Faizy opined that such a law is dangerous, especially without any empirical data establishing such a trend, and is mostly based on paranoia about inter-personal relationship between two individuals, which has no place within our Constitutional set-up. All attempts to propagate such toxic prejudices and mould those into law are a disservice to the Constitution and the state as a whole. On the part of the government, contemplating laws to regulate matrimonial relationships between consenting adults is not only against the Constitution but also strikes hard on the notion of individuality and basic freedom. Such agendas are destined to be anti-development as the States shall be heavily burdened by suspicion of inter-community relations. He said that the spectre of ‘“Love Jihad” both communalizes and criminalizes a matter of personal choice between two consenting adults. Such laws, if passed, besides being ultra vires of the Constitution, will also demonstrate how the legislative process could be deliberately abused to further a political agenda. It would be inherently immoral because it would seek to delegitimize something as sacred as love. It would be patriarchal and anti-women because it would treat Hindu women as “property” of their men, and thus control their sexuality. It would be degrading to them because it would presume that they are so gullible that they could not be trusted upon to decide what is good for them in life.

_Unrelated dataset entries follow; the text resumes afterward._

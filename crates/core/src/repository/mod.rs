//! Storage interfaces for the catalog services
//!
//! Services depend on these traits; the Postgres implementations live in
//! the service crates next to their queries, and [`memory`] provides
//! in-process implementations backed by the same predicate evaluation,
//! used in tests and local development without a database.

use async_trait::async_trait;
use chrono::{DateTime, Utc};
use uuid::Uuid;

use crate::error::Result;
use crate::models::{
    Content, ContentLike, Episode, Season, Shelf, ShelfEntry, WatchHistory, WatchlistEntry,
};
use crate::pagination::{Page, PageRequest};
use crate::predicate::{ContentOrder, ContentPredicate};

pub mod memory;

pub use memory::{MemoryCatalogRepository, MemoryEngagementRepository, MemoryShelfRepository,
    MemoryWatchHistoryRepository};

/// Read-only content lookup by id
///
/// The narrow interface the playback service needs; the full
/// [`CatalogRepository`] extends it.
#[async_trait]
pub trait ContentReader: Send + Sync {
    async fn find_by_id(&self, id: Uuid) -> Result<Option<Content>>;

    /// Fetch records by id; missing ids are silently absent from the result
    async fn find_by_ids(&self, ids: &[Uuid]) -> Result<Vec<Content>>;
}

/// Content records and their seasons/episodes
#[async_trait]
pub trait CatalogRepository: ContentReader {
    /// One page of records matching the predicate, in the given order
    async fn find_page(
        &self,
        predicate: &ContentPredicate,
        order: ContentOrder,
        page: PageRequest,
    ) -> Result<Page<Content>>;

    /// Up to `limit` matching records in the given order, for query paths
    /// that re-rank in memory
    async fn find_candidates(
        &self,
        predicate: &ContentPredicate,
        order: ContentOrder,
        limit: u64,
    ) -> Result<Vec<Content>>;

    async fn count(&self, predicate: &ContentPredicate) -> Result<u64>;

    async fn insert(&self, content: &Content) -> Result<()>;

    /// Full-row update; returns false when the id does not exist
    async fn update(&self, content: &Content) -> Result<bool>;

    /// Soft delete: clears `is_active`, keeping the row for history joins
    async fn soft_delete(&self, id: Uuid) -> Result<bool>;

    /// Seasons of a series, ordered by season number
    async fn find_seasons(&self, series_id: Uuid) -> Result<Vec<Season>>;

    /// Episodes of one season, ordered by episode number
    async fn find_episodes(&self, season_id: Uuid) -> Result<Vec<Episode>>;
}

/// Shelves and their ordered content entries
#[async_trait]
pub trait ShelfRepository: Send + Sync {
    /// Active shelves ordered by display order, then id
    async fn list_active(&self) -> Result<Vec<Shelf>>;

    async fn find_by_id(&self, id: Uuid) -> Result<Option<Shelf>>;

    /// Entries for the given shelves, ordered within each shelf by
    /// display order, then content id
    async fn entries_for(&self, shelf_ids: &[Uuid]) -> Result<Vec<ShelfEntry>>;

    async fn insert(&self, shelf: &Shelf) -> Result<()>;

    async fn update(&self, shelf: &Shelf) -> Result<bool>;

    /// Replace a shelf's entries in one transaction; readers never observe
    /// a partially reordered shelf
    async fn replace_entries(&self, shelf_id: Uuid, entries: &[ShelfEntry]) -> Result<()>;

    async fn remove_entry(&self, shelf_id: Uuid, content_id: Uuid) -> Result<bool>;
}

/// Per-profile viewing progress
#[async_trait]
pub trait WatchHistoryRepository: Send + Sync {
    /// Insert or update the row for (profile, content, episode)
    async fn upsert(&self, record: &WatchHistory) -> Result<WatchHistory>;

    /// Most recent rows for a profile, newest first
    async fn find_for_profile(&self, profile_id: Uuid, limit: u64) -> Result<Vec<WatchHistory>>;

    /// Most recent resumable rows for a profile, newest first
    async fn find_resumable(&self, profile_id: Uuid, limit: u64) -> Result<Vec<WatchHistory>>;

    async fn delete(&self, profile_id: Uuid, content_id: Uuid) -> Result<bool>;
}

/// Aggregated viewing stats consumed by the discovery listings
#[async_trait]
pub trait WatchStatsRepository: Send + Sync {
    /// Distinct-profile watch counts per content since the cutoff,
    /// most watched first (ties by content id)
    async fn watch_counts(&self, since: DateTime<Utc>, limit: u64) -> Result<Vec<(Uuid, i64)>>;
}

/// Watchlist and like membership
#[async_trait]
pub trait EngagementRepository: Send + Sync {
    /// Returns false when the pair was already present
    async fn add_to_watchlist(&self, entry: &WatchlistEntry) -> Result<bool>;

    async fn remove_from_watchlist(&self, profile_id: Uuid, content_id: Uuid) -> Result<bool>;

    /// Watchlist for a profile, most recently added first
    async fn watchlist_for_profile(&self, profile_id: Uuid) -> Result<Vec<WatchlistEntry>>;

    /// Returns false when the pair was already present
    async fn like(&self, entry: &ContentLike) -> Result<bool>;

    async fn unlike(&self, profile_id: Uuid, content_id: Uuid) -> Result<bool>;

    async fn like_count(&self, content_id: Uuid) -> Result<i64>;
}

Faizy said the strange narrative that is being proposed in support of such a law is that Hindu women are gullible victims as they have been persuaded and are being persuaded to get distracted from their community or religious fold and that this law will be a shield to protect them from such distraction. It is as if they are not consenting adults having the right under the Constitution to make their own choices. Such an idea, in fact, feeds the strength of all patriarchal societies to control their sisters and daughters, who are never destined to be independent women and whose sexuality is doomed to be controlled by patriarchy.